Conventional wells are essentially older wells drilled vertically that each produce much less than sophisticated horizontal wells of more recent vintage.
The nearly 80,000 conventional Permian oil wells are low-yield by current standards at an average of about 4-4.5 b/d, according to Abramov. In contrast, the most productive wells in the play have come on at rates of 3,000-4,000 boe/d.
Still, the conventional Permian, which produces a total of roughly 500,000 b/d of oil, a fraction of the play's current output of 4.5 million b/d, continues to be a viable asset for dozens of small private companies.
Private equity could fund new players
While small private E&Ps might seem logical buyers for conventional assets, some of those operators may not wish to bulk up in size or don't have the balance sheet for a pricey acquisition.
But new well-funded startups might offer both financial backing and a desire to grow, Abramov said.
"I do not think we will see any smaller pure unconventional Permian players expanding their portfolios," Abramov said. "It is more likely that we will see some new private equity programs – i.e., brand new entities – formed specifically to take over ... conventional assets" in the Permian.
Some assets might even change hands among majors or large independents, he said.
While Reuters in June quoted sources saying Chevron's conventional assets might fetch upwards of $1 billion, Abramov estimated a total of $8-9 billion as a "fair" price for the entire Permian conventional portfolio among operators that might want to sell.
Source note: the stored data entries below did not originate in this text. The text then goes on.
//! Message types and property codec
//!
//! [`Message`] is the producer-facing input; [`MessageExt`] is a fully
//! decoded commit-log record. Properties travel inside the record as a flat
//! `key\x01value\x02...` string; well-known keys (tags, index keys, delay
//! level, real destination of a delayed message) are defined here.

use bytes::Bytes;
use std::collections::HashMap;
use std::net::SocketAddr;

/// Property key: message tags (single filter tag)
pub const PROPERTY_TAGS: &str = "TAGS";
/// Property key: space-separated index keys
pub const PROPERTY_KEYS: &str = "KEYS";
/// Property key: delay level (redelivery tier), absent or "0" = immediate
pub const PROPERTY_DELAY_LEVEL: &str = "DELAY";
/// Property key: real destination topic of a delayed message
pub const PROPERTY_REAL_TOPIC: &str = "REAL_TOPIC";
/// Property key: real destination queue id of a delayed message
pub const PROPERTY_REAL_QUEUE_ID: &str = "REAL_QID";

/// Separator between a property key and its value
pub const PROPERTY_KV_SEPARATOR: char = '\u{1}';
/// Separator between properties
pub const PROPERTY_SEPARATOR: char = '\u{2}';

/// Separator for multiple values under [`PROPERTY_KEYS`]
pub const KEYS_SEPARATOR: char = ' ';

/// A message as handed to the store by the protocol layer.
#[derive(Debug, Clone)]
pub struct Message {
    pub topic: String,
    pub queue_id: i32,
    pub body: Bytes,
    pub flags: i32,
    pub sys_flags: i32,
    pub properties: HashMap<String, String>,
    pub born_timestamp: i64,
    pub born_host: SocketAddr,
    pub reconsume_times: i32,
    pub prepared_transaction_offset: i64,
}

impl Message {
    /// New message with empty properties and loopback born host
    pub fn new(topic: impl Into<String>, queue_id: i32, body: impl Into<Bytes>) -> Self {
        Self {
            topic: topic.into(),
            queue_id,
            body: body.into(),
            flags: 0,
            sys_flags: 0,
            properties: HashMap::new(),
            born_timestamp: chrono::Utc::now().timestamp_millis(),
            born_host: "127.0.0.1:0".parse().expect("static literal"),
            reconsume_times: 0,
            prepared_transaction_offset: 0,
        }
    }

    /// Set a property, consuming and returning self
    pub fn with_property(mut self, key: impl Into<String>, value: impl Into<String>) -> Self {
        self.properties.insert(key.into(), value.into());
        self
    }

    /// Set the delay level (0 disables delay)
    pub fn with_delay_level(self, level: u32) -> Self {
        self.with_property(PROPERTY_DELAY_LEVEL, level.to_string())
    }

    /// Delay level parsed from properties, 0 when absent
    pub fn delay_level(&self) -> u32 {
        self.properties
            .get(PROPERTY_DELAY_LEVEL)
            .and_then(|v| v.parse().ok())
            .unwrap_or(0)
    }

    /// Index keys from the KEYS property
    pub fn keys(&self) -> Vec<String> {
        self.properties
            .get(PROPERTY_KEYS)
            .map(|k| {
                k.split(KEYS_SEPARATOR)
                    .filter(|s| !s.is_empty())
                    .map(str::to_string)
                    .collect()
            })
            .unwrap_or_default()
    }
}

/// A fully decoded commit-log record.
#[derive(Debug, Clone)]
pub struct MessageExt {
    pub topic: String,
    pub queue_id: i32,
    pub queue_offset: i64,
    pub physical_offset: i64,
    pub total_size: i32,
    pub body: Bytes,
    pub flags: i32,
    pub sys_flags: i32,
    pub properties: HashMap<String, String>,
    pub born_timestamp: i64,
    pub born_host: [u8; 8],
    pub store_timestamp: i64,
    pub store_host: [u8; 8],
    pub reconsume_times: i32,
    pub prepared_transaction_offset: i64,
    pub body_crc: u32,
}

impl MessageExt {
    /// Message id for this record: physical offset (16 hex) + size (8 hex)
    pub fn msg_id(&self) -> String {
        encode_msg_id(self.physical_offset, self.total_size)
    }
}

/// Encode a message id from physical offset and record size.
pub fn encode_msg_id(physical_offset: i64, size: i32) -> String {
    format!("{:016X}{:08X}", physical_offset as u64, size as u32)
}

/// Decode a message id back into (physical offset, record size).
pub fn decode_msg_id(msg_id: &str) -> Option<(i64, i32)> {
    if msg_id.len() != 24 {
        return None;
    }
    let offset = u64::from_str_radix(&msg_id[..16], 16).ok()? as i64;
    let size = u32::from_str_radix(&msg_id[16..], 16).ok()? as i32;
    Some((offset, size))
}

/// Flatten a property map into its on-disk string form.
pub fn properties_to_string(properties: &HashMap<String, String>) -> String {
    let mut out = String::new();
    for (key, value) in properties {
        out.push_str(key);
        out.push(PROPERTY_KV_SEPARATOR);
        out.push_str(value);
        out.push(PROPERTY_SEPARATOR);
    }
    out
}

/// Parse the on-disk property string back into a map.
pub fn parse_properties(raw: &str) -> HashMap<String, String> {
    let mut map = HashMap::new();
    for item in raw.split(PROPERTY_SEPARATOR) {
        if item.is_empty() {
            continue;
        }
        if let Some((key, value)) = item.split_once(PROPERTY_KV_SEPARATOR) {
            map.insert(key.to_string(), value.to_string());
        }
    }
    map
}

/// Hash used for both tags codes and index keys (Java-style string hash,
/// kept for parity with the original on-disk chains).
pub fn string_hash(s: &str) -> i32 {
    let mut h: i32 = 0;
    for b in s.bytes() {
        h = h.wrapping_mul(31).wrapping_add(b as i32);
    }
    h
}

/// Pack a socket address into the record's fixed 8-byte host field
/// (IPv4 octets + port; IPv6 addresses degrade to zeroed octets).
pub fn host_to_bytes(addr: &SocketAddr) -> [u8; 8] {
    let mut out = [0u8; 8];
    if let SocketAddr::V4(v4) = addr {
        out[..4].copy_from_slice(&v4.ip().octets());
    }
    out[4..].copy_from_slice(&(addr.port() as u32).to_be_bytes());
    out
}

#[cfg(test)]
mod tests {
    use super::*;

    #[test]
    fn test_properties_round_trip() {
        let mut props = HashMap::new();
        props.insert("TAGS".to_string(), "tagA".to_string());
        props.insert("KEYS".to_string(), "order-1 order-2".to_string());

        let raw = properties_to_string(&props);
        let parsed = parse_properties(&raw);
        assert_eq!(parsed, props);
    }

    #[test]
    fn test_msg_id_round_trip() {
        let id = encode_msg_id(1_234_567, 456);
        assert_eq!(id.len(), 24);
        assert_eq!(decode_msg_id(&id), Some((1_234_567, 456)));
        assert_eq!(decode_msg_id("short"), None);
    }

    #[test]
    fn test_keys_split() {
        let msg = Message::new("topicA", 0, "x").with_property(PROPERTY_KEYS, "k1 k2  k3");
        assert_eq!(msg.keys(), vec!["k1", "k2", "k3"]);
    }

    #[test]
    fn test_delay_level_default() {
        let msg = Message::new("topicA", 0, "x");
        assert_eq!(msg.delay_level(), 0);
        assert_eq!(msg.with_delay_level(3).delay_level(), 3);
    }

    #[test]
    fn test_host_to_bytes() {
        let addr: SocketAddr = "10.1.2.3:10911".parse().unwrap();
        let bytes = host_to_bytes(&addr);
        assert_eq!(&bytes[..4], &[10, 1, 2, 3]);
        assert_eq!(u32::from_be_bytes(bytes[4..].try_into().unwrap()), 10911);
    }
}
Around 2010, operators' success in drilling vertical natural gas shale wells outside the Permian and then taking them horizontally for a few thousand feet to access more productive hydrocarbons was paying off. Companies found that hydraulically fracturing the laterals at regular intervals led to initial output rates many times that of vertical wells – and found they could use these techniques for oil as well as gas wells.
At first, 1,000 boe/d was a typical initial output rate for a completed shale oil well, but this later became 2,000 boe/d, 3,000 boe/d, and sometimes more as operators drilled longer laterals – a well's horizontal portion – and employed more and better techniques to coax increasing volumes from the rock.
During the 2020 pandemic, as US producers curtailed uneconomic shale production from very low oil prices, about 10,000 conventional Permian wells were shut in and never returned, resulting in about 80,000 b/d of permanently lost output.
Wells drilled in the play before the 1960s still produce over 15,000 b/d, while wells drilled in the 1960s account for about 20,000 b/d; in the 1970s, 40,000 b/d; 1980s and 1990s wells nearly 50,000 b/d each decade, Fawcett said.
At about 175,000 b/d, "that's still a lot of production from wells not even drilled in this century," he said.